Product Comparison and Selection
When customers fully understand the situation that is causing their pain and the general array of solution options available, they will begin to look at side-by-side comparisons. This is especially true when the solution options have been reduced to several products that offer mitigation potential for the issue.
This is where Sales can begin to sell and present the product with specifics related to the benefits associated with relevant features that align with customer needs – everything should be presented in terms of the customer’s needs.
Customers will make a purchasing decision based on the product that best serves their needs, not the product with the most features, most buyers or other quantifiers.
The buying decision will definitely be influenced, for better or for worse, by Sales.
Solution Implementation
Once the buying decision is made, Sales has the opportunity and obligation to follow through and reinforce the customer’s decision by contributing to the successful implementation of the solution.
This is the phase of the buying experience where customers decides whether they have made a good or bad selection.
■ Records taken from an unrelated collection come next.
//! [`Query`] for measuring a [`CompetitionSignal`].

use std::convert::Infallible;

use common::Money;
use futures::future;
use smart_default::SmartDefault;

use crate::{
    domain::{
        geo::{Coordinate, Radius},
        listing::Area,
        place::{Keyword, Target},
        region,
        signal::{competition_score, rent_index, CompetitionSignal},
    },
    Service,
};

use super::{places, Query, SearchPlaces};

/// Default [`Radius`] of a [`Competition`] measurement.
#[expect(unsafe_code, reason = "positive")]
const DEFAULT_RADIUS: Radius = unsafe { Radius::new_unchecked(700) };

/// [`Competition`] configuration.
#[derive(Clone, Debug, SmartDefault)]
pub struct Config {
    /// [`Radius`] to measure within by default.
    #[default(DEFAULT_RADIUS)]
    pub radius: Radius,

    /// [`Keyword`]s of competing businesses searched by default.
    #[default(Keyword::default_categories())]
    pub keywords: Vec<Keyword>,
}

/// [`Query`] for measuring a [`CompetitionSignal`] around a point.
///
/// Never fails: every failed search contributes zero and marks the signal as
/// degraded.
#[derive(Clone, Debug, Default)]
pub struct Competition {
    /// Point to measure around, if known.
    ///
    /// Nothing is searched without it.
    pub center: Option<Coordinate>,

    /// [`Keyword`]s of competing businesses, the configured ones if [`None`].
    pub keywords: Option<Vec<Keyword>>,

    /// [`Radius`] to measure within, the configured one if [`None`].
    pub radius: Option<Radius>,

    /// Name of the region the point belongs to.
    pub region: Option<region::Name>,

    /// Monthly rent of the measured unit.
    pub rent: Option<Money>,

    /// [`Area`] of the measured unit.
    pub area: Option<Area>,
}

impl<Db, Pl, Gc> Query<Competition> for Service<Db, Pl, Gc>
where
    Self: Query<SearchPlaces, Ok = places::Outcome, Err = Infallible>,
{
    type Ok = CompetitionSignal;
    type Err = Infallible;

    async fn execute(
        &self,
        query: Competition,
    ) -> Result<Self::Ok, Self::Err> {
        let Competition {
            center,
            keywords,
            radius,
            region,
            rent,
            area,
        } = query;
        let config = &self.config().competition;
        let keywords = keywords.unwrap_or_else(|| config.keywords.clone());
        let radius = radius.unwrap_or(config.radius);

        let (by_keyword, by_category, degraded) = if let Some(center) = center
        {
            let search = |target| async move {
                let outcome = self
                    .execute(SearchPlaces::new(target, center, radius))
                    .await
                    .unwrap_or_else(|e| match e {});
                (outcome.page.total, outcome.degraded)
            };

            let (keyword_totals, category_totals) = future::join(
                future::join_all(
                    keywords.iter().cloned().map(Target::Keyword).map(search),
                ),
                future::join_all(
                    CompetitionSignal::CATEGORIES
                        .into_iter()
                        .map(Target::Category)
                        .map(search),
                ),
            )
            .await;

            let degraded = keyword_totals
                .iter()
                .chain(&category_totals)
                .any(|(_, degraded)| *degraded);
            (
                keywords
                    .into_iter()
                    .zip(keyword_totals.into_iter().map(|(t, _)| t))
                    .collect::<Vec<_>>(),
                CompetitionSignal::CATEGORIES
                    .into_iter()
                    .zip(category_totals.into_iter().map(|(t, _)| t))
                    .collect::<Vec<_>>(),
                degraded,
            )
        } else {
            (
                keywords.into_iter().map(|k| (k, 0)).collect(),
                CompetitionSignal::CATEGORIES
                    .into_iter()
                    .map(|c| (c, 0))
                    .collect(),
                true,
            )
        };

        let total = by_keyword
            .iter()
            .fold(0_u32, |sum, (_, n)| sum.saturating_add(*n));
        let region = region.as_ref().map_or("", region::Name::as_str);

        Ok(CompetitionSignal {
            by_keyword,
            by_category,
            total,
            competition: competition_score(total),
            rent_index: rent_index(rent, area),
            foot_traffic: self.heuristics().foot_traffic(region),
            youth: self.heuristics().youth(region),
            degraded,
        })
    }
}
This phase defines the seller’s reputation in the future.
The more effort the selling company puts into ensuring that the buyer has successfully deployed the product, the more likely the buyer is to seek out the seller for future business opportunities.
Buyer Review and Evaluation
Good sellers will maintain contact with the buyer long after the sale is complete. The buyer will undoubtedly hit some bumps along the way that involve the product they have purchased. Sellers can minimize the negative effects of these bumps by being there to help resolve the issue, smooth the process and move forward.
Sellers also have a great opportunity to learn how they might improve in future buying experiences during this evaluation phase.
CRM, CPQ software and marketing-automation tools are all potentially helpful in keeping the seller’s selling process aligned with the customer’s buying process. They also should provide the ability to document sales transactions from start to conclusion.
Know Where Customers are Within the Buying Process
Sales organizations will always need to know “where the deal is” in terms of their own selling processes. But to answer that question, the sales rep needs to know where the customer is within their buying process.
When the sales manager polls sales reps for the closing status of deals in process on Friday afternoon, knowing where the customer is in the buying process will back up and validate the sales rep’s estimate regarding a projected closing date.